MTI uses two business cycle indexes as inputs: ADS Index, published by the Philly Fed, and the Weekly Economic Index (WEI) via the New York Fed. Each index takes a different approach to monitoring US economic activity in real time, using a variety of indicators, some of which are published at daily and weekly frequencies. MTI is designed to quantify the degree of deceleration or acceleration in the overall macro trend. As such, MTI is not a measure of growth per se, but an index that quantifies the strength or weakness of the overall trend, be it positive or negative. Accordingly, the current reading tells us that the pace of growth is more or less holding steady at the moment. (For details on MTI rules, see this post.)
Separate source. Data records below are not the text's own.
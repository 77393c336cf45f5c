//! Studio - key handling and the refresh loop around the engine

use std::{
    fs,
    path::{Path, PathBuf},
    time::Duration,
};

use color_eyre::eyre::Result as EyreResult;
use crossterm::event::{self, Event, KeyCode, KeyEventKind};
use ratatui::DefaultTerminal;
use saavy_studio::{
    AudioBackend, BlobSink, CpalBackend, Engine, EngineError, TrackId, TrackKind,
};
use tracing::{info, warn};

use crate::ui::{self, UiState};

/// Points kept for the clip overview.
const WAVEFORM_POINTS: usize = 512;

/// Refresh period of the UI and the engine tick.
const FRAME: Duration = Duration::from_millis(33);

const VOLUME_STEP: f32 = 0.05;
const PAN_STEP: f32 = 0.1;
const SEEK_STEP: f64 = 1.0;

/// Saves exports next to the working directory.
struct FileSink<'a> {
    dir: &'a Path,
}

impl BlobSink for FileSink<'_> {
    fn save(&mut self, file_name: &str, bytes: &[u8]) -> saavy_studio::Result<()> {
        let path = self.dir.join(file_name);
        fs::write(&path, bytes).map_err(|e| EngineError::Delivery(e.to_string()))?;
        info!(path = %path.display(), bytes = bytes.len(), "mixdown saved");
        Ok(())
    }
}

pub struct Studio {
    engine: Engine<CpalBackend>,
    export_dir: PathBuf,
    selected: usize,
    status: String,
    should_quit: bool,
}

impl Studio {
    pub fn new(engine: Engine<CpalBackend>, export_dir: PathBuf) -> Self {
        Self {
            engine,
            export_dir,
            selected: 0,
            status: "[A] to add a track".into(),
            should_quit: false,
        }
    }

    pub fn run(mut self, terminal: &mut DefaultTerminal) -> EyreResult<()> {
        while !self.should_quit {
            self.engine.tick();

            let state = self.ui_state();
            terminal.draw(|frame| ui::render(frame, &state))?;

            if event::poll(FRAME)? {
                if let Event::Key(key) = event::read()? {
                    if key.kind == KeyEventKind::Press {
                        self.handle_key(key.code);
                    }
                }
            }
        }

        // Leaving mid-take keeps what was captured
        if self.engine.is_recording() {
            self.stop_recording();
        }
        Ok(())
    }

    fn selected_track(&self) -> Option<TrackId> {
        self.engine.tracks().get(self.selected).map(|t| t.id())
    }

    fn handle_key(&mut self, key: KeyCode) {
        let result = match key {
            KeyCode::Char('q') | KeyCode::Char('Q') | KeyCode::Esc => {
                self.should_quit = true;
                Ok(())
            }
            KeyCode::Char('a') => {
                let id = self.engine.create_track(None, TrackKind::Audio);
                self.selected = self.engine.tracks().len() - 1;
                self.status = format!("added {id}");
                Ok(())
            }
            KeyCode::Char('x') => self.remove_selected(),
            KeyCode::Up => {
                self.selected = self.selected.saturating_sub(1);
                Ok(())
            }
            KeyCode::Down => {
                let last = self.engine.tracks().len().saturating_sub(1);
                self.selected = (self.selected + 1).min(last);
                Ok(())
            }
            KeyCode::Char(' ') => {
                if self.engine.is_playing() {
                    self.engine.stop();
                } else {
                    let at = self.engine.current_time();
                    self.engine.play(at);
                }
                Ok(())
            }
            KeyCode::Char('0') | KeyCode::Home => {
                self.engine.reset();
                Ok(())
            }
            KeyCode::Char(',') => {
                let t = (self.engine.current_time() - SEEK_STEP).max(0.0);
                self.engine.seek(t);
                Ok(())
            }
            KeyCode::Char('.') => {
                let t = self.engine.current_time() + SEEK_STEP;
                self.engine.seek(t);
                Ok(())
            }
            KeyCode::Char('r') => self.toggle_recording(),
            KeyCode::Char('m') => self.with_selected(|engine, id| engine.toggle_mute(id).map(drop)),
            KeyCode::Char('s') => self.with_selected(|engine, id| engine.toggle_solo(id).map(drop)),
            KeyCode::Char('-') => self.nudge_volume(-VOLUME_STEP),
            KeyCode::Char('=') | KeyCode::Char('+') => self.nudge_volume(VOLUME_STEP),
            KeyCode::Char('[') => self.nudge_pan(-PAN_STEP),
            KeyCode::Char(']') => self.nudge_pan(PAN_STEP),
            KeyCode::Char('e') => self.export(),
            _ => Ok(()),
        };

        if let Err(e) = result {
            warn!(error = %e, "command failed");
            self.status = e.to_string();
        }
    }

    fn with_selected(
        &mut self,
        f: impl FnOnce(&mut Engine<CpalBackend>, TrackId) -> saavy_studio::Result<()>,
    ) -> saavy_studio::Result<()> {
        match self.selected_track() {
            Some(id) => f(&mut self.engine, id),
            None => Ok(()),
        }
    }

    fn nudge_volume(&mut self, delta: f32) -> saavy_studio::Result<()> {
        self.with_selected(|engine, id| {
            let volume = (engine.track(id)?.volume() + delta).clamp(0.0, 1.0);
            engine.set_volume(id, volume)
        })
    }

    fn nudge_pan(&mut self, delta: f32) -> saavy_studio::Result<()> {
        self.with_selected(|engine, id| {
            let pan = (engine.track(id)?.pan() + delta).clamp(-1.0, 1.0);
            engine.set_pan(id, pan)
        })
    }

    fn remove_selected(&mut self) -> saavy_studio::Result<()> {
        let Some(id) = self.selected_track() else {
            return Ok(());
        };
        self.engine.remove_track(id)?;
        self.selected = self.selected.min(self.engine.tracks().len().saturating_sub(1));
        self.status = format!("removed {id}");
        Ok(())
    }

    fn toggle_recording(&mut self) -> saavy_studio::Result<()> {
        if self.engine.is_recording() {
            self.stop_recording();
            return Ok(());
        }
        let Some(id) = self.selected_track() else {
            self.status = "add a track before recording".into();
            return Ok(());
        };
        self.engine.start_recording(id)?;
        self.status = format!("recording into {id}");
        Ok(())
    }

    fn stop_recording(&mut self) {
        self.status = match self.engine.stop_recording() {
            Ok(Some(clip)) => format!("kept {:.2}s take", clip.duration()),
            Ok(None) => "nothing captured".into(),
            Err(e) => e.to_string(),
        };
    }

    fn export(&mut self) -> saavy_studio::Result<()> {
        let blob = self.engine.export_wav(|p| info!(percent = p.percent, "export {}", p.stage))?;
        let mut sink = FileSink {
            dir: &self.export_dir,
        };
        blob.save(&mut sink, None)?;
        self.status = format!("exported {} ({} bytes)", blob.file_name, blob.len());
        Ok(())
    }

    fn ui_state(&self) -> UiState {
        let waveform = self
            .engine
            .tracks()
            .get(self.selected)
            .and_then(|t| t.clips().last())
            .map(|clip| overview(clip.buffer().channel(0), WAVEFORM_POINTS))
            .unwrap_or_default();

        UiState {
            is_playing: self.engine.is_playing(),
            is_recording: self.engine.is_recording(),
            recording_elapsed: self.engine.recording_elapsed(),
            current_time: self.engine.current_time(),
            total_duration: self.engine.total_duration(),
            sample_rate: self.engine.backend().sample_rate(),
            tracks: self.engine.snapshot(),
            selected: self.selected,
            waveform,
            status: self.status.clone(),
        }
    }
}

/// Peak per bucket, keeping the sign of the larger excursion.
fn overview(samples: &[f32], points: usize) -> Vec<f32> {
    if samples.is_empty() {
        return Vec::new();
    }
    let bucket = samples.len().div_ceil(points).max(1);
    samples
        .chunks(bucket)
        .map(|chunk| {
            chunk
                .iter()
                .copied()
                .fold(0.0f32, |acc, s| if s.abs() > acc.abs() { s } else { acc })
        })
        .collect()
}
For additional context, here are the raw ADS and WEI values in recent history. Note that in both cases the indexes reflect above-average rates of growth (indicated by readings above zero).
MTI can be used as an early indicator of a directional change in economic activity. When and if MTI’s readings show significant readings, either positive or negative, that may be a sign that a significant shift in the economy may be approaching.
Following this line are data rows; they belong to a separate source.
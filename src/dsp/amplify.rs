//! Gain and summing primitives.

/*
Gain and Summing
================

A mixer does two things to samples: it scales them, and it adds them up.

Vocabulary
----------

  gain          A multiplier applied to amplitude.
                  gain > 1.0  →  louder
                  gain = 1.0  →  unity, unchanged
                  gain = 0.0  →  silence (mute)

  summing       Adding several signals sample-by-sample. Every track in a
                session is summed onto the master bus. Summing does not
                normalise, so loud tracks can push the master past full
                scale; the encoder clamps at export time.


Decibels
--------

Faders are usually labelled in dB because hearing is logarithmic:

    dB   = 20 × log₁₀(gain)
    gain = 10^(dB / 20)

    ×1.0  =   0 dB
    ×0.5  ≈  -6 dB
    ×0.0  =  -∞ dB

Track volume is stored as a linear gain (0.0 - 1.0+, default 1.0). The
conversions below are for display only.
*/

/// Multiply a signal by a constant gain factor (in-place).
#[inline]
pub fn apply_gain(signal: &mut [f32], gain: f32) {
    for sample in signal.iter_mut() {
        *sample *= gain;
    }
}

/// Add `source × gain` onto `dest` (the summing half of a mixer).
#[inline]
pub fn mix_into(dest: &mut [f32], source: &[f32], gain: f32) {
    debug_assert_eq!(dest.len(), source.len());

    for (d, &s) in dest.iter_mut().zip(source.iter()) {
        *d += s * gain;
    }
}

/// Linear gain to decibels. Silence maps to negative infinity.
#[inline]
pub fn gain_to_db(gain: f32) -> f32 {
    if gain <= 0.0 {
        f32::NEG_INFINITY
    } else {
        20.0 * gain.log10()
    }
}

#[cfg(test)]
mod tests {
    use super::*;

    #[test]
    fn test_apply_gain() {
        let mut signal = [1.0, 0.5, -0.5, -1.0];
        apply_gain(&mut signal, 0.5);
        assert_eq!(signal, [0.5, 0.25, -0.25, -0.5]);
    }

    #[test]
    fn test_zero_gain_silences() {
        let mut signal = [0.3, -0.7, 0.5];
        apply_gain(&mut signal, 0.0);
        assert!(signal.iter().all(|&s| s == 0.0));
    }

    #[test]
    fn test_mix_into_accumulates() {
        let mut bus = [0.1, 0.1, 0.1];
        mix_into(&mut bus, &[1.0, -1.0, 0.0], 0.5);
        mix_into(&mut bus, &[0.2, 0.2, 0.2], 1.0);
        let expected = [0.8, -0.2, 0.3];
        for (got, want) in bus.iter().zip(expected) {
            assert!((got - want).abs() < 1e-6);
        }
    }

    #[test]
    fn test_gain_to_db() {
        assert_eq!(gain_to_db(1.0), 0.0);
        assert!((gain_to_db(0.5) + 6.0206).abs() < 1e-3);
        assert!((gain_to_db(0.1) + 20.0).abs() < 1e-4);
        assert_eq!(gain_to_db(0.0), f32::NEG_INFINITY);
    }
}
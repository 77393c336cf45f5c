//! Level metering shared by playback and recording.

use crate::{dsp::meter, graph::tap::MeterTap};

/// RMS of the tap's full analysis window, in `[0, 1]`.
///
/// Drains whatever the audio thread pushed since the last call first, so
/// the result tracks the most recent window. Playback and live input feed
/// the same window, which keeps both readings in the same units.
pub fn sample_rms(tap: &mut MeterTap) -> f32 {
    tap.drain();
    meter::rms(tap.window())
}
MTI’s recent readings show that the economy’s positive growth rate has been slipping. For the moment, MTI’s downside bias is mild to the point of trivial. MTI reflects z-scores, which indicate the number of standard deviations above or below the mean value, which in this case is calculated based on a rolling 252-period basis via the ADS Index (which currently dates back to late-November 2020 for the past 252 periods). MTI readings between -1 and +1 can be interpreted as short-term noise, although persistently positive or negative values over an extended period within that band may be a sign of a significant directional change in the near-term future.
By contrast, readings greater than +1 (or below -1) indicate relatively large, sudden shifts in the directional bias of the economic trend.
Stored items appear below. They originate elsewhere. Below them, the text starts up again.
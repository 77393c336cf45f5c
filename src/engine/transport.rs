//! Play/stop/seek and the derived playhead.
//!
//! `play` schedules every clip of every audible track in one batch, so the
//! audio thread receives the whole arrangement in a single command and all
//! tracks start against the same reference frame. The playhead is never
//! stored while playing; it is `clock - reference`.

use tracing::{debug, info};

use crate::{
    config::StopMode,
    engine::track::Track,
    graph::mixer::{MixerCommand, MixerHandle, ScheduledClip},
};

#[derive(Debug, Clone, Copy, PartialEq, Eq)]
enum TransportState {
    Stopped,
    Playing,
}

pub struct Transport {
    state: TransportState,
    /// Engine clock value that corresponds to timeline position 0.
    reference: f64,
    /// Playhead while stopped.
    position: f64,
    stop_mode: StopMode,
}

impl Transport {
    pub fn new(stop_mode: StopMode) -> Self {
        Self {
            state: TransportState::Stopped,
            reference: 0.0,
            position: 0.0,
            stop_mode,
        }
    }

    pub fn is_playing(&self) -> bool {
        self.state == TransportState::Playing
    }

    /// Timeline position in seconds given the engine clock `now`.
    pub fn current_time(&self, now: f64) -> f64 {
        match self.state {
            TransportState::Playing => (now - self.reference).max(0.0),
            TransportState::Stopped => self.position,
        }
    }

    /// Start playback at timeline position `start_at`.
    ///
    /// Returns `false` (and does nothing) when already playing. Muted
    /// tracks are skipped; soloed-out tracks are scheduled and rely on
    /// their zero gain.
    pub fn play(&mut self, start_at: f64, tracks: &[Track], mixer: &mut MixerHandle) -> bool {
        if self.is_playing() {
            return false;
        }
        let start_at = start_at.max(0.0);
        let now = mixer.current_time();
        let rate = mixer.sample_rate() as f64;
        self.reference = now - start_at;

        let mut batch = Vec::new();
        for track in tracks.iter().filter(|t| !t.is_muted()) {
            for clip in track.clips() {
                let when = clip.start_time() + self.reference;
                let (start, offset) = if when >= now {
                    (when, 0.0)
                } else {
                    // Playhead is already inside (or past) this clip
                    let offset = now - when;
                    if offset >= clip.duration() {
                        continue;
                    }
                    (now, offset)
                };
                batch.push(ScheduledClip {
                    track: track.id(),
                    buffer: clip.buffer().clone(),
                    start_frame: (start * rate).round() as u64,
                    offset,
                });
            }
        }

        info!(start_at, clips = batch.len(), "play");
        mixer.send(MixerCommand::Schedule(batch));
        self.state = TransportState::Playing;
        true
    }

    /// Stop playback, remembering the playhead. Returns `false` if already
    /// stopped.
    pub fn stop(&mut self, mixer: &mut MixerHandle) -> bool {
        if !self.is_playing() {
            return false;
        }
        self.position = self.current_time(mixer.current_time());
        self.state = TransportState::Stopped;

        match self.stop_mode {
            StopMode::Retract => mixer.send(MixerCommand::CancelAll),
            StopMode::CancelPending => mixer.send(MixerCommand::CancelPending),
            StopMode::LetRing => {}
        }
        info!(position = self.position, mode = ?self.stop_mode, "stop");
        true
    }

    /// `stop(); play(t)`.
    pub fn seek(&mut self, t: f64, tracks: &[Track], mixer: &mut MixerHandle) {
        self.stop(mixer);
        debug!(t, "seek");
        self.play(t, tracks, mixer);
    }

    /// Stop and rewind to 0.
    pub fn reset(&mut self, mixer: &mut MixerHandle) {
        self.stop(mixer);
        self.position = 0.0;
        self.reference = 0.0;
    }
}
The current reading, based on data through July 31, point to a relatively stable trend, albeit with a trivial downside bias. On that basis, the economy’s above-average growth profile appears set to persist for the near-term future.
Note, too, that MTI’s relatively high readings earlier in the year have faded, which aligns with the increasingly conspicuous evidence that the economic rebound peaked earlier in the year.